El arte moderno dialoga con nuestro presente como nosotros dialogamos con él. Este diálogo resulta crítico pues surge de una época polémica. No se trata de una contemplación desapasionada, intelectual o esteticista. El arte ajeno al entusiasmo es inconcebible y, en el caso de la época moderna, aquel entusiasmo se manifestó como un juicio a la vez demoledor y creador. El sentido de tal juicio nos afecta de manera directa pues somos herederos de las fallas de aquel mundo.
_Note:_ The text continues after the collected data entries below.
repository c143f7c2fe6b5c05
pub mod session;
pub mod poll;
pub mod question;
pub mod user;
pub mod vote;
pub mod poll;
pub mod question;
pub mod vote;

use crate::config::Config;
use crate::context::UserInfo;
use crate::core::{
    models::user::{Login, PasswordChange, Register, User},
    ports::{repository::Manager, tokener::Tokener},
    services::user::{authenticate, change_password as change_user_password, register as register_user},
};
use crate::error::Error;
use crate::impls::tokener::jwt::{Claim, JWT};
use crate::middlewares::session::JWT_TOKEN;
use crate::response::FormSpec;
use actix_web::{
    cookie::{time::OffsetDateTime, Cookie, CookieBuilder, SameSite},
    http::header,
    web::{get, post, resource, Data, Form, Json, Query, ServiceConfig},
    HttpResponse,
};
use serde::Deserialize;

/// Issues the session cookie for `user` and redirects to `location`.
fn start_session(tokener: &JWT, config: &Config, user: &User, location: String) -> Result<HttpResponse, Error> {
    let token = tokener.gen_token(&Claim::new(user, config.token_ttl_days))?;
    Ok(HttpResponse::Found()
        .insert_header((header::LOCATION, location))
        .cookie(
            Cookie::build(JWT_TOKEN, token)
                .path("/")
                .http_only(true)
                .same_site(SameSite::Lax)
                .finish(),
        )
        .finish())
}

fn is_same_site(next: &str) -> bool {
    next.starts_with('/') && !next.starts_with("//")
}

/// Only same-site paths are followed after login.
fn safe_next(next: Option<String>) -> String {
    next.filter(|n| is_same_site(n)).unwrap_or_else(|| "/".into())
}

#[derive(Debug, Deserialize)]
pub struct NextQuery {
    next: Option<String>,
}

/// Echoes the `next` the login redirect carried so the client can post it back.
pub async fn login_form(query: Query<NextQuery>) -> Json<FormSpec> {
    let mut form = FormSpec::new(&["username", "password", "next"]);
    form.next = query.into_inner().next.filter(|n| is_same_site(n));
    Json(form)
}

pub async fn login<M>(manager: Data<M>, tokener: Data<JWT>, config: Data<Config>, Form(data): Form<Login>) -> Result<HttpResponse, Error>
where
    M: Manager + 'static,
{
    let mut storer = manager.db().await?;
    let user = authenticate(&mut storer, &data.username, &data.password).await?;
    log::info!("user {} logged in", user.id);
    start_session(&tokener, &config, &user, safe_next(data.next))
}

pub async fn logout() -> HttpResponse {
    HttpResponse::Found()
        .insert_header((header::LOCATION, "/"))
        .cookie(
            CookieBuilder::new(JWT_TOKEN, "")
                .path("/")
                .http_only(true)
                .same_site(SameSite::Lax)
                .expires(OffsetDateTime::now_utc())
                .finish(),
        )
        .finish()
}

pub async fn register_form() -> Json<FormSpec> {
    Json(FormSpec::new(&["email", "password1", "password2"]))
}

/// Registration logs the new account in straight away.
pub async fn register<M>(manager: Data<M>, tokener: Data<JWT>, config: Data<Config>, Form(data): Form<Register>) -> Result<HttpResponse, Error>
where
    M: Manager + 'static,
{
    let user = register_user(manager.tx().await?, data).await?;
    start_session(&tokener, &config, &user, "/".into())
}

pub async fn change_password_form(_: UserInfo) -> Json<FormSpec> {
    Json(FormSpec::new(&["old_password", "new_password1", "new_password2"]))
}

/// Older sessions stop resolving once the password changes; the caller gets
/// a fresh cookie.
pub async fn change_password<M>(
    user: UserInfo,
    manager: Data<M>,
    tokener: Data<JWT>,
    config: Data<Config>,
    Form(data): Form<PasswordChange>,
) -> Result<HttpResponse, Error>
where
    M: Manager + 'static,
{
    let mut storer = manager.db().await?;
    let user = change_user_password(&mut storer, user.id, data).await?;
    start_session(&tokener, &config, &user, "/".into())
}

pub fn configure<M>(cfg: &mut ServiceConfig)
where
    M: Manager + 'static,
{
    cfg.service(resource("/").route(get().to(question::index::<M>)))
        .service(resource("/login/").route(get().to(login_form)).route(post().to(login::<M>)))
        .service(resource("/logout/").route(post().to(logout)))
        .service(resource("/register_user/").route(get().to(register_form)).route(post().to(register::<M>)))
        .service(
            resource("/change_password/")
                .route(get().to(change_password_form))
                .route(post().to(change_password::<M>)),
        )
        .service(
            resource(r"/poll/create/{question_id:\d+}/")
                .route(get().to(poll::create_form::<M>))
                .route(post().to(poll::create::<M>)),
        )
        .service(
            resource(r"/poll/{id:\d+}/update/")
                .route(get().to(poll::update_form::<M>))
                .route(post().to(poll::update::<M>)),
        )
        .service(resource(r"/poll/{id:\d+}/delete/").route(post().to(poll::delete::<M>)))
        .service(resource(r"/{id:\d+}/").route(get().to(question::detail::<M>)))
        .service(resource(r"/{id:\d+}/results/").route(get().to(question::results::<M>)))
        .service(resource(r"/{id:\d+}/vote/").route(post().to(vote::vote::<M>)));
}
use crate::error::Error;
use serde::{Deserialize, Serialize};

pub trait Payload: Serialize + for<'d> Deserialize<'d> {
    fn user(&self) -> &str;
    /// Credential fingerprint at the time the token was issued.
    fn version(&self) -> &str;
}

pub trait Tokener<P: Payload> {
    fn gen_token(&self, payload: &P) -> Result<String, Error>;
    fn verify_token(&self, token: &str) -> Result<P, Error>;
}
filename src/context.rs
use crate::error::Error;
use actix_web::dev::Payload;
use actix_web::{FromRequest, HttpMessage, HttpRequest};
use std::future::{ready, Ready};

/// Identity of the caller, placed in the request extensions by the session
/// middleware. Extracting it from an anonymous request sends the client to
/// the login page.
#[derive(Debug, Clone)]
pub struct UserInfo {
    pub id: i32,
}

impl FromRequest for UserInfo {
    type Error = Error;
    type Future = Ready<Result<Self, Self::Error>>;

    fn from_request(req: &HttpRequest, _: &mut Payload) -> Self::Future {
        if let Some(user) = req.extensions().get::<Self>() {
            ready(Ok(user.clone()))
        } else {
            ready(Err(Error::AuthenticationRequired(req.path().to_owned())))
        }
    }
}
En un mundo como el nuestro, en el que se ha reducido la belleza al mercado; las pasiones  a la sensiblería y la polémica con el escándalo trivial, aquello que animó al arte moderno es tan o más válido que en su momento. La pasión por demoler un mundo; el ansia de recrearlo.





[1] Recordemos la definición de mito en el sentido precristiano de un evento en tiempos originales, en un tiempo fuera del tiempo, que establece el sentido del universo.

[2] Con la palabra “realidad” no me refiero aquí a la realidad objetiva, de la que nunca sabremos nada con exactitud, sino de la percepción humana de lo real, la que se nos presenta como una evidencia de los sentidos. Hablo de realidades como el amor, el deseo; la imaginación y la belleza, que si bien no tienen una realidad “objetiva”, son percepciones a las que nos enfrentamos diariamente.

[3] Tan arduo que para los griegos era escandaloso y que, gracias a ese fruto de la imaginación (de la poiesis), hoy nos parece tan natural: ha aparecido en el mundo.

[4] Esto es verdad a tal grado que muchos opinan que no existe diferencia entre la idea moderna de mundo y lo que —a falta de mejor palabra— llamamos postmodernidad. Explicaré en posteriores capítulos por qué me parece que sí existe una diferencia, cuál es el quiebre visible y cuáles las continuidades.